The world’s richest man sends out a chilling warning: people by the tens of millions could get killed by bioterrorism — and no country is ready at present to face such monumental threat.
Bill Gates warned world leaders last Saturday at the Munich Security Conference that a genetically engineered virus could make it easier to kill more people than nuclear weapons could. He raised the same concern on bioterrorism at the World Economic Forum last January.
Genetically Engineered Terrorist Threats
Gates raised the dangers of ignoring the association between global security and health security.
“The next epidemic could originate on the computer screen of a terrorist intent on using genetic engineering to create a synthetic version of the smallpox virus ... or a super contagious and deadly strain of the flu,” warned the Microsoft cofounder, who has spent billions in philanthropic efforts focused on global health.
On his first appearance at the conference, Gates cited epidemiologists’ estimate that a “fast-moving airborne pathogen” could hit and kill over 30 million in less than a year — a likely outbreak in the next 10 to 15 years.
It already happened, Gates added, when a deadly, highly contagious flu strain killed 50 million to 100 million in 1918. A fatal global pandemic not happening recently should not be mistaken for proof that it will not take place in the future, he said.
“[E]ven if the next pandemic isn’t on the scale of the 1918 flu, we would be wise to consider the social and economic turmoil that might ensue if something like Ebola made its way into urban centers,” Gates explained.
Gearing Up For Battle
The tech billionaire’s co-panelists were in agreement with him.

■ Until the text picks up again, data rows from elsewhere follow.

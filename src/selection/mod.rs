//! Selection engine
//!
//! Owns the loaded record sets, the group map and the active filter list,
//! and recomputes which records are selected whenever the filters or the
//! combine mode change.
//!
//! A pass runs in two steps:
//!
//! 1. Collection filters are resolved against the group map and replaced
//!    by one membership filter (see [`resolve`]). This happens on every
//!    pass, so the membership always reflects the current group map.
//! 2. Every record is tested against the list, combined with
//!    [`CombineMode`]. An empty list selects everything in either mode.
//!
//! Record sets are never mutated; the result lives in the engine's
//! [`Selection`] table.

pub mod error;
pub mod resolve;
pub mod table;

pub use error::SelectionError;
pub use resolve::ResolutionWarning;
pub use table::{Selection, SelectionCounts, SelectionOverride};

use crate::filters::{FilterError, FilterInstance, FilterList};
use crate::library::{GroupMap, Record, RecordSet};
use serde::{Deserialize, Serialize};
use std::collections::HashSet;
use std::fmt;
use std::str::FromStr;
use uuid::Uuid;

/// How the active filters are combined
#[derive(Debug, Clone, Copy, PartialEq, Eq, Hash, Default, Serialize, Deserialize)]
#[serde(rename_all = "lowercase")]
pub enum CombineMode {
    /// Every filter must include the record
    #[default]
    All,
    /// At least one filter must include the record
    Any,
}

impl CombineMode {
    /// Evaluate a filter list against one record
    #[must_use]
    pub fn matches(self, filters: &[FilterInstance], record: &Record) -> bool {
        if filters.is_empty() {
            return true;
        }
        match self {
            Self::All => filters.iter().all(|f| f.includes(record)),
            Self::Any => filters.iter().any(|f| f.includes(record)),
        }
    }

    #[must_use]
    pub const fn as_str(self) -> &'static str {
        match self {
            Self::All => "all",
            Self::Any => "any",
        }
    }
}

impl fmt::Display for CombineMode {
    fn fmt(&self, f: &mut fmt::Formatter<'_>) -> fmt::Result {
        f.write_str(self.as_str())
    }
}

impl FromStr for CombineMode {
    type Err = String;

    fn from_str(s: &str) -> Result<Self, Self::Err> {
        match s.trim().to_lowercase().as_str() {
            "all" | "and" => Ok(Self::All),
            "any" | "or" => Ok(Self::Any),
            other => Err(format!("Unknown combine mode '{other}' (expected all or any)")),
        }
    }
}

/// Read-only view of the loaded sets and their selection
#[derive(Debug, Clone, Copy)]
pub struct SelectedView<'a> {
    sets: &'a [RecordSet],
    selection: &'a Selection,
}

impl<'a> SelectedView<'a> {
    #[must_use]
    pub const fn new(sets: &'a [RecordSet], selection: &'a Selection) -> Self {
        Self { sets, selection }
    }

    /// Sets with at least one selected record
    pub fn sets(self) -> impl Iterator<Item = &'a RecordSet> + 'a {
        let selection = self.selection;
        self.sets.iter().filter(move |set| selection.is_selected(set.id))
    }

    /// Selected records paired with their set, in load order
    pub fn records(self) -> impl Iterator<Item = (&'a RecordSet, &'a Record)> + 'a {
        let selection = self.selection;
        self.sets
            .iter()
            .flat_map(move |set| selection.selected_records(set).map(move |r| (set, r)))
    }

    #[must_use]
    pub fn counts(&self) -> SelectionCounts {
        self.selection.counts()
    }

    /// Each group's members restricted to the selection
    ///
    /// Groups are listed in ordinal order; groups left without members are
    /// skipped.
    #[must_use]
    pub fn group_membership(&self, groups: &GroupMap) -> Vec<(String, Vec<String>)> {
        let selected: HashSet<&str> = self.records().map(|(_, r)| r.hash.as_str()).collect();
        groups
            .iter()
            .filter_map(|entry| {
                let members: Vec<String> = entry
                    .hashes
                    .iter()
                    .filter(|h| selected.contains(h.as_str()))
                    .cloned()
                    .collect();
                (!members.is_empty()).then(|| (entry.name.clone(), members))
            })
            .collect()
    }
}

/// Recomputes the selected records from the active filters
#[derive(Debug)]
pub struct SelectionEngine {
    sets: Vec<RecordSet>,
    groups: GroupMap,
    filters: FilterList,
    mode: CombineMode,
    selection: Selection,
    counts: SelectionCounts,
}

impl SelectionEngine {
    /// Create an engine with everything selected
    ///
    /// Empty record sets are dropped; they cannot be selected.
    #[must_use]
    pub fn new(sets: Vec<RecordSet>, groups: GroupMap) -> Self {
        let sets: Vec<RecordSet> = sets
            .into_iter()
            .filter(|set| {
                if set.is_empty() {
                    log::warn!("Skipping empty record set '{}'", set.title);
                }
                !set.is_empty()
            })
            .collect();
        let selection = Selection::all(&sets);
        let counts = selection.counts();
        Self {
            sets,
            groups,
            filters: FilterList::new(),
            mode: CombineMode::default(),
            selection,
            counts,
        }
    }

    #[must_use]
    pub fn sets(&self) -> &[RecordSet] {
        &self.sets
    }

    #[must_use]
    pub const fn groups(&self) -> &GroupMap {
        &self.groups
    }

    #[must_use]
    pub const fn filters(&self) -> &FilterList {
        &self.filters
    }

    #[must_use]
    pub const fn mode(&self) -> CombineMode {
        self.mode
    }

    #[must_use]
    pub const fn counts(&self) -> SelectionCounts {
        self.counts
    }

    #[must_use]
    pub const fn selection(&self) -> &Selection {
        &self.selection
    }

    #[must_use]
    pub fn view(&self) -> SelectedView<'_> {
        SelectedView::new(&self.sets, &self.selection)
    }

    /// Add a filter and recompute
    ///
    /// # Errors
    ///
    /// Returns `FilterError::ConflictingGroupNegation` if the filter cannot
    /// join the list; the selection is left untouched.
    pub fn add_filter(
        &mut self,
        filter: FilterInstance,
        on_warning: impl FnMut(ResolutionWarning),
    ) -> Result<SelectionCounts, FilterError> {
        self.filters.push(filter)?;
        Ok(self.recompute(on_warning))
    }

    /// Remove the filter at a 1-based ordinal and recompute
    ///
    /// # Errors
    ///
    /// Returns `FilterError::InvalidOrdinal` if no filter has that ordinal.
    pub fn remove_filter(
        &mut self,
        ordinal: usize,
        on_warning: impl FnMut(ResolutionWarning),
    ) -> Result<FilterInstance, FilterError> {
        let removed = self.filters.remove(ordinal)?;
        self.recompute(on_warning);
        Ok(removed)
    }

    pub fn reset_filters(&mut self) -> SelectionCounts {
        self.filters.reset();
        self.recompute(|_| {})
    }

    pub fn set_mode(
        &mut self,
        mode: CombineMode,
        on_warning: impl FnMut(ResolutionWarning),
    ) -> SelectionCounts {
        self.mode = mode;
        self.recompute(on_warning)
    }

    /// Replace the group map and recompute
    ///
    /// Active collection filters are resolved again against the new groups.
    pub fn set_groups(
        &mut self,
        groups: GroupMap,
        on_warning: impl FnMut(ResolutionWarning),
    ) -> SelectionCounts {
        self.groups = groups;
        self.recompute(on_warning)
    }

    /// Resolve collection filters and run a full selection pass
    pub fn recompute(&mut self, mut on_warning: impl FnMut(ResolutionWarning)) -> SelectionCounts {
        if self.filters.has_group_filters() {
            let resolved =
                resolve::resolve_groups(self.filters.as_slice(), &self.groups, &mut on_warning);
            self.filters.replace(resolved);
        }

        let filters = self.filters.as_slice();
        self.selection.clear();
        for set in &self.sets {
            let selected: Vec<Uuid> = set
                .records
                .iter()
                .filter(|record| self.mode.matches(filters, record))
                .map(|record| record.id)
                .collect();
            self.selection.set(set.id, selected);
        }

        self.counts = self.selection.counts();
        log::debug!(
            "Selected {} records in {} sets ({} filters, mode {})",
            self.counts.records,
            self.counts.sets,
            filters.len(),
            self.mode
        );
        self.counts
    }

    /// Run `f` against a view where one set's selection is replaced
    ///
    /// The computed selection is restored afterwards, even if `f` panics.
    ///
    /// # Errors
    ///
    /// Returns `SelectionError` if the set is not loaded or a record id does
    /// not belong to it.
    pub fn with_override<R>(
        &mut self,
        set_id: Uuid,
        records: Vec<Uuid>,
        f: impl FnOnce(SelectedView<'_>) -> R,
    ) -> Result<R, SelectionError> {
        let set = self
            .sets
            .iter()
            .find(|set| set.id == set_id)
            .ok_or(SelectionError::UnknownSet(set_id))?;
        let guard = self.selection.scoped_override(set, records)?;
        Ok(f(SelectedView::new(&self.sets, &guard)))
    }

    /// Group membership restricted to the current selection
    #[must_use]
    pub fn group_membership(&self) -> Vec<(String, Vec<String>)> {
        self.view().group_membership(&self.groups)
    }
}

“We have forgotten how catastrophic those epidemics have been,” said Norway’s prime minister Erna Solberg, referring to the more rapid spread of violence and disease today than ever. She cited the Black Death that killed over half of the Norwegian population and paved the way for a two-century recession in Europe.

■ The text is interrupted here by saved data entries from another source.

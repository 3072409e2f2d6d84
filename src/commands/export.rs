//! Export command - write the selection to a file or stdout

use super::{Result, prepare_selection};
use crate::cli::SelectionArgs;
use crate::config::MapselConfig;
use crate::export::{self, ExportFormat, GroupExport};
use crate::store::{Library, LibraryWorker};
use crate::MapselError;
use std::fs::File;
use std::io::{self, BufWriter, Write};
use std::path::Path;

/// Execute the export command
///
/// # Errors
///
/// Returns `MapselError` if the selection cannot be built, the arguments do
/// not fit the format, or writing fails.
pub fn execute(
    worker: &LibraryWorker<Library>,
    config: &MapselConfig,
    args: &SelectionArgs,
    format: ExportFormat,
    output: Option<&Path>,
    group_name: Option<&str>,
    quiet: bool,
) -> Result<()> {
    if group_name.is_some() && format != ExportFormat::Groups {
        return Err(MapselError::InvalidInput(
            "--group-name only applies to --format groups".into(),
        ));
    }

    let prepared = prepare_selection(worker, config, args, quiet)?;
    let view = prepared.engine.view();

    match format {
        ExportFormat::Csv | ExportFormat::Json => {
            let writer: Box<dyn Write> = match output {
                Some(path) => Box::new(BufWriter::new(File::create(path)?)),
                None => Box::new(io::stdout().lock()),
            };
            let count = if format == ExportFormat::Csv {
                export::write_csv(view, writer)?
            } else {
                export::write_json(view, writer)?
            };
            if !quiet && let Some(path) = output {
                println!("Exported {count} records to {}", path.display());
            }
        }
        ExportFormat::Groups => {
            let path = output.ok_or_else(|| {
                MapselError::InvalidInput("--format groups needs an output file (-o PATH)".into())
            })?;
            let target = GroupExport {
                path: path.to_path_buf(),
                comparison: config.groups.comparison(),
                version: config.groups.version,
                sort: config.groups.sort_on_write,
                group_name: group_name.map(String::from),
            };
            let summary = export::merge_into_groups(view, prepared.engine.groups(), &target)?;
            if !quiet {
                println!(
                    "Merged {} collections ({} new entries) into {}",
                    summary.groups,
                    summary.added,
                    path.display()
                );
            }
        }
    }
    Ok(())
}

It’s only a matter of time for these events to occur again, according to WHO executive director Peter Salama, who called for ramping up preparedness across the world.

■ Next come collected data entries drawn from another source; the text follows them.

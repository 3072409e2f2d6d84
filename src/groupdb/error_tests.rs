//! Unit tests for group database error types

#[cfg(test)]
mod tests {
    use crate::groupdb::error::GroupDbError;
    use std::error::Error;
    use std::io;
    use std::path::PathBuf;

    #[test]
    fn test_open_error_names_path() {
        let error = GroupDbError::Open {
            path: PathBuf::from("/tmp/collection.db"),
            source: io::Error::new(io::ErrorKind::PermissionDenied, "denied"),
        };
        let display = error.to_string();
        assert!(display.starts_with("Could not open group database"));
        assert!(display.contains("/tmp/collection.db"));
        assert!(error.source().is_some());
    }

    #[test]
    fn test_eof_maps_to_truncated() {
        let error = GroupDbError::from_read(io::Error::from(io::ErrorKind::UnexpectedEof));
        assert!(matches!(error, GroupDbError::Truncated));
    }

    #[test]
    fn test_other_read_errors_are_kept() {
        let error = GroupDbError::from_read(io::Error::from(io::ErrorKind::Interrupted));
        assert!(matches!(error, GroupDbError::Read(_)));
    }

    #[test]
    fn test_invalid_count_error() {
        let error = GroupDbError::InvalidCount { what: "member", count: -3 };
        assert_eq!(
            error.to_string(),
            "Could not parse group database: invalid member count -3"
        );
    }

    #[test]
    fn test_parse_errors_share_prefix() {
        let errors = [
            GroupDbError::Truncated,
            GroupDbError::InvalidLength,
            GroupDbError::InvalidCount { what: "group", count: -1 },
        ];
        for error in errors {
            assert!(error.to_string().starts_with("Could not parse group database"));
        }
    }

    #[test]
    fn test_error_is_send_sync() {
        fn assert_send<T: Send>() {}
        fn assert_sync<T: Sync>() {}
        assert_send::<GroupDbError>();
        assert_sync::<GroupDbError>();
    }
}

U.S. and UK intelligence offices have earlier warned that biological weapons are in development at Syrian and Iraqi bases, although they have downplayed the threat and assured that better skills and laboratories are needed by terrorists to carry out destruction plans.
Security experts are also not taking the threat of bioterrorism lightly, particularly with updates in molecular biology that makes it easier now to devise bio-weapons.
The U.S. Centers for Disease Control and Prevention lists seven biological agents as potential ingredients in a bioterrorist cocktail, including anthrax and bleeding fevers such as Ebola.
Gates, who along with his wife, founded the Bill & Melinda Gates Foundation in 2000, said that technological advances as well as new developments in drugs and vaccines could help prevent the spread of epidemics — the same things necessary to prepare for a biological attack, he said.
He stressed the importance of “innovation, cooperation, and careful planning” in stopping nuclear warfare, climate catastrophe, and global pandemics in their tracks.
Also recently, Gates delved on the issue of bots stealing human employment and believed that one should “tax the robots” despite being non-living entities.